++++ AVAILABLE DATA

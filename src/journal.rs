//! Observation journal
//!
//! Validates observation drafts written by parents and animators and appends
//! them to the store. Access control happens before this point.

use crate::error::{AnalysisError, ObservationError};
use crate::normalizer::{MAX_INTENSITY, MIN_INTENSITY};
use crate::store::{ObservationSink, ObservationSource};
use crate::types::{AuthorType, ChildId, Observation};
use chrono::{DateTime, FixedOffset, Utc};
use serde::{Deserialize, Serialize};
use tracing::info;
use uuid::Uuid;

/// An observation as submitted, before validation
#[derive(Debug, Clone, PartialEq, Serialize, Deserialize)]
#[serde(rename_all = "camelCase")]
pub struct ObservationDraft {
    pub child_id: ChildId,
    #[serde(default)]
    pub author_type: AuthorType,
    pub category: String,
    pub intensity: i32,
    #[serde(default)]
    pub description: Option<String>,
    #[serde(default)]
    pub tags: Option<Vec<String>>,
    /// Defaults to the time of recording
    #[serde(default)]
    pub observed_at: Option<DateTime<FixedOffset>>,
}

impl ObservationDraft {
    pub fn new(child_id: ChildId, category: impl Into<String>, intensity: i32) -> Self {
        Self {
            child_id,
            author_type: AuthorType::Parent,
            category: category.into(),
            intensity,
            description: None,
            tags: None,
            observed_at: None,
        }
    }

    pub fn with_author(mut self, author_type: AuthorType) -> Self {
        self.author_type = author_type;
        self
    }

    pub fn with_tags<I, T>(mut self, tags: I) -> Self
    where
        I: IntoIterator<Item = T>,
        T: Into<String>,
    {
        self.tags = Some(tags.into_iter().map(Into::into).collect());
        self
    }

    pub fn with_description(mut self, description: impl Into<String>) -> Self {
        self.description = Some(description.into());
        self
    }

    pub fn observed_at(mut self, at: DateTime<FixedOffset>) -> Self {
        self.observed_at = Some(at);
        self
    }

    /// Check the draft and turn it into an observation
    pub fn validate(self, now: DateTime<Utc>) -> Result<Observation, ObservationError> {
        if self.child_id.as_str().trim().is_empty() {
            return Err(ObservationError::MissingChild);
        }
        let category = self.category.trim();
        if category.is_empty() {
            return Err(ObservationError::EmptyCategory);
        }
        if !(i32::from(MIN_INTENSITY)..=i32::from(MAX_INTENSITY)).contains(&self.intensity) {
            return Err(ObservationError::IntensityOutOfRange(self.intensity));
        }

        Ok(Observation {
            id: Uuid::new_v4(),
            child_id: self.child_id,
            author_type: self.author_type,
            observed_at: self.observed_at.unwrap_or_else(|| now.fixed_offset()),
            category: category.to_string(),
            intensity: self.intensity,
            description: self.description.filter(|d| !d.trim().is_empty()),
            tags: Some(self.tags.unwrap_or_default()),
        })
    }
}

/// Front door for logging and listing observations
pub struct ObservationJournal<S> {
    store: S,
}

impl<S> ObservationJournal<S> {
    pub fn new(store: S) -> Self {
        Self { store }
    }
}

impl<S: ObservationSink> ObservationJournal<S> {
    /// Validate and append an observation
    pub fn record_observation(&self, draft: ObservationDraft) -> Result<Observation, AnalysisError> {
        let observation = draft.validate(Utc::now())?;
        let stored = self
            .store
            .append_observation(observation)
            .map_err(AnalysisError::Record)?;

        info!(
            child_id = %stored.child_id,
            observation_id = %stored.id,
            author = ?stored.author_type,
            "observation recorded"
        );
        Ok(stored)
    }
}

impl<S: ObservationSource> ObservationJournal<S> {
    /// Every observation for a child, newest first
    pub fn observations_for_child(
        &self,
        child_id: &ChildId,
    ) -> Result<Vec<Observation>, AnalysisError> {
        self.store
            .observations_for_child(child_id)
            .map_err(AnalysisError::Load)
    }
}

#[cfg(test)]
mod tests {
    use super::*;
    use crate::store::InMemoryStore;
    use chrono::{TimeZone, Timelike};

    #[test]
    fn test_valid_draft() {
        let paris = FixedOffset::east_opt(3600).unwrap();
        let at = paris.with_ymd_and_hms(2024, 3, 10, 18, 15, 0).unwrap();

        let obs = ObservationDraft::new(ChildId::from("child-1"), "  émotion ", 4)
            .with_author(AuthorType::Animator)
            .with_tags(["colère"])
            .observed_at(at)
            .validate(Utc::now())
            .unwrap();

        assert_eq!(obs.category, "émotion");
        assert_eq!(obs.observed_at.hour(), 18);
        assert_eq!(obs.tags, Some(vec!["colère".to_string()]));
        assert!(!obs.id.is_nil());
    }

    #[test]
    fn test_defaults_applied() {
        let now = Utc.with_ymd_and_hms(2024, 3, 10, 9, 0, 0).unwrap();
        let obs = ObservationDraft::new(ChildId::from("child-1"), "sommeil", 1)
            .with_description("   ")
            .validate(now)
            .unwrap();

        assert_eq!(obs.tags, Some(vec![]));
        assert_eq!(obs.description, None);
        assert_eq!(obs.observed_at, now.fixed_offset());
        assert_eq!(obs.author_type, AuthorType::Parent);
    }

    #[test]
    fn test_rejects_out_of_range_intensity() {
        for intensity in [0, 6, -1] {
            let result = ObservationDraft::new(ChildId::from("child-1"), "émotion", intensity)
                .validate(Utc::now());
            assert_eq!(result, Err(ObservationError::IntensityOutOfRange(intensity)));
        }
    }

    #[test]
    fn test_rejects_empty_category_and_child() {
        assert_eq!(
            ObservationDraft::new(ChildId::from("child-1"), " ", 3).validate(Utc::now()),
            Err(ObservationError::EmptyCategory)
        );
        assert_eq!(
            ObservationDraft::new(ChildId::from(""), "émotion", 3).validate(Utc::now()),
            Err(ObservationError::MissingChild)
        );
    }

    #[test]
    fn test_record_and_list_newest_first() {
        let store = InMemoryStore::new();
        let journal = ObservationJournal::new(&store);
        let paris = FixedOffset::east_opt(3600).unwrap();

        for day in [3, 9, 5] {
            journal
                .record_observation(
                    ObservationDraft::new(ChildId::from("child-1"), "jeu", 2)
                        .observed_at(paris.with_ymd_and_hms(2024, 3, day, 10, 0, 0).unwrap()),
                )
                .unwrap();
        }

        let listed = journal
            .observations_for_child(&ChildId::from("child-1"))
            .unwrap();
        let days: Vec<u32> = listed
            .iter()
            .map(|o| chrono::Datelike::day(&o.observed_at))
            .collect();
        assert_eq!(days, vec![9, 5, 3]);
    }

    #[test]
    fn test_invalid_draft_not_stored() {
        let store = InMemoryStore::new();
        let journal = ObservationJournal::new(&store);

        let result =
            journal.record_observation(ObservationDraft::new(ChildId::from("child-1"), "jeu", 9));

        assert!(matches!(result, Err(AnalysisError::InvalidObservation(_))));
        assert!(store.child_ids().unwrap().is_empty());
    }
}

++++++++

■ **YOUR ASSIGNMENT**: Print every record above once more, exactly as written.

■ **RESULT OF THE EXERCISE**:
filename src/journal.rs
//! Observation journal
//!
//! Validates observation drafts written by parents and animators and appends
//! them to the store. Access control happens before this point.

use crate::error::{AnalysisError, ObservationError};
use crate::normalizer::{MAX_INTENSITY, MIN_INTENSITY};
use crate::store::{ObservationSink, ObservationSource};
use crate::types::{AuthorType, ChildId, Observation};
use chrono::{DateTime, FixedOffset, Utc};
use serde::{Deserialize, Serialize};
use tracing::info;
use uuid::Uuid;

/// An observation as submitted, before validation
#[derive(Debug, Clone, PartialEq, Serialize, Deserialize)]
#[serde(rename_all = "camelCase")]
pub struct ObservationDraft {
    pub child_id: ChildId,
    #[serde(default)]
    pub author_type: AuthorType,
    pub category: String,
    pub intensity: i32,
    #[serde(default)]
    pub description: Option<String>,
    #[serde(default)]
    pub tags: Option<Vec<String>>,
    /// Defaults to the time of recording
    #[serde(default)]
    pub observed_at: Option<DateTime<FixedOffset>>,
}

impl ObservationDraft {
    pub fn new(child_id: ChildId, category: impl Into<String>, intensity: i32) -> Self {
        Self {
            child_id,
            author_type: AuthorType::Parent,
            category: category.into(),
            intensity,
            description: None,
            tags: None,
            observed_at: None,
        }
    }

    pub fn with_author(mut self, author_type: AuthorType) -> Self {
        self.author_type = author_type;
        self
    }

    pub fn with_tags<I, T>(mut self, tags: I) -> Self
    where
        I: IntoIterator<Item = T>,
        T: Into<String>,
    {
        self.tags = Some(tags.into_iter().map(Into::into).collect());
        self
    }

    pub fn with_description(mut self, description: impl Into<String>) -> Self {
        self.description = Some(description.into());
        self
    }

    pub fn observed_at(mut self, at: DateTime<FixedOffset>) -> Self {
        self.observed_at = Some(at);
        self
    }

    /// Check the draft and turn it into an observation
    pub fn validate(self, now: DateTime<Utc>) -> Result<Observation, ObservationError> {
        if self.child_id.as_str().trim().is_empty() {
            return Err(ObservationError::MissingChild);
        }
        let category = self.category.trim();
        if category.is_empty() {
            return Err(ObservationError::EmptyCategory);
        }
        if !(i32::from(MIN_INTENSITY)..=i32::from(MAX_INTENSITY)).contains(&self.intensity) {
            return Err(ObservationError::IntensityOutOfRange(self.intensity));
        }

        Ok(Observation {
            id: Uuid::new_v4(),
            child_id: self.child_id,
            author_type: self.author_type,
            observed_at: self.observed_at.unwrap_or_else(|| now.fixed_offset()),
            category: category.to_string(),
            intensity: self.intensity,
            description: self.description.filter(|d| !d.trim().is_empty()),
            tags: Some(self.tags.unwrap_or_default()),
        })
    }
}

/// Front door for logging and listing observations
pub struct ObservationJournal<S> {
    store: S,
}

impl<S> ObservationJournal<S> {
    pub fn new(store: S) -> Self {
        Self { store }
    }
}

impl<S: ObservationSink> ObservationJournal<S> {
    /// Validate and append an observation
    pub fn record_observation(&self, draft: ObservationDraft) -> Result<Observation, AnalysisError> {
        let observation = draft.validate(Utc::now())?;
        let stored = self
            .store
            .append_observation(observation)
            .map_err(AnalysisError::Record)?;

        info!(
            child_id = %stored.child_id,
            observation_id = %stored.id,
            author = ?stored.author_type,
            "observation recorded"
        );
        Ok(stored)
    }
}

impl<S: ObservationSource> ObservationJournal<S> {
    /// Every observation for a child, newest first
    pub fn observations_for_child(
        &self,
        child_id: &ChildId,
    ) -> Result<Vec<Observation>, AnalysisError> {
        self.store
            .observations_for_child(child_id)
            .map_err(AnalysisError::Load)
    }
}

#[cfg(test)]
mod tests {
    use super::*;
    use crate::store::InMemoryStore;
    use chrono::{TimeZone, Timelike};

    #[test]
    fn test_valid_draft() {
        let paris = FixedOffset::east_opt(3600).unwrap();
        let at = paris.with_ymd_and_hms(2024, 3, 10, 18, 15, 0).unwrap();

        let obs = ObservationDraft::new(ChildId::from("child-1"), "  émotion ", 4)
            .with_author(AuthorType::Animator)
            .with_tags(["colère"])
            .observed_at(at)
            .validate(Utc::now())
            .unwrap();

        assert_eq!(obs.category, "émotion");
        assert_eq!(obs.observed_at.hour(), 18);
        assert_eq!(obs.tags, Some(vec!["colère".to_string()]));
        assert!(!obs.id.is_nil());
    }

    #[test]
    fn test_defaults_applied() {
        let now = Utc.with_ymd_and_hms(2024, 3, 10, 9, 0, 0).unwrap();
        let obs = ObservationDraft::new(ChildId::from("child-1"), "sommeil", 1)
            .with_description("   ")
            .validate(now)
            .unwrap();

        assert_eq!(obs.tags, Some(vec![]));
        assert_eq!(obs.description, None);
        assert_eq!(obs.observed_at, now.fixed_offset());
        assert_eq!(obs.author_type, AuthorType::Parent);
    }

    #[test]
    fn test_rejects_out_of_range_intensity() {
        for intensity in [0, 6, -1] {
            let result = ObservationDraft::new(ChildId::from("child-1"), "émotion", intensity)
                .validate(Utc::now());
            assert_eq!(result, Err(ObservationError::IntensityOutOfRange(intensity)));
        }
    }

    #[test]
    fn test_rejects_empty_category_and_child() {
        assert_eq!(
            ObservationDraft::new(ChildId::from("child-1"), " ", 3).validate(Utc::now()),
            Err(ObservationError::EmptyCategory)
        );
        assert_eq!(
            ObservationDraft::new(ChildId::from(""), "émotion", 3).validate(Utc::now()),
            Err(ObservationError::MissingChild)
        );
    }

    #[test]
    fn test_record_and_list_newest_first() {
        let store = InMemoryStore::new();
        let journal = ObservationJournal::new(&store);
        let paris = FixedOffset::east_opt(3600).unwrap();

        for day in [3, 9, 5] {
            journal
                .record_observation(
                    ObservationDraft::new(ChildId::from("child-1"), "jeu", 2)
                        .observed_at(paris.with_ymd_and_hms(2024, 3, day, 10, 0, 0).unwrap()),
                )
                .unwrap();
        }

        let listed = journal
            .observations_for_child(&ChildId::from("child-1"))
            .unwrap();
        let days: Vec<u32> = listed
            .iter()
            .map(|o| chrono::Datelike::day(&o.observed_at))
            .collect();
        assert_eq!(days, vec![9, 5, 3]);
    }

    #[test]
    fn test_invalid_draft_not_stored() {
        let store = InMemoryStore::new();
        let journal = ObservationJournal::new(&store);

        let result =
            journal.record_observation(ObservationDraft::new(ChildId::from("child-1"), "jeu", 9));

        assert!(matches!(result, Err(AnalysisError::InvalidObservation(_))));
        assert!(store.child_ids().unwrap().is_empty());
    }
}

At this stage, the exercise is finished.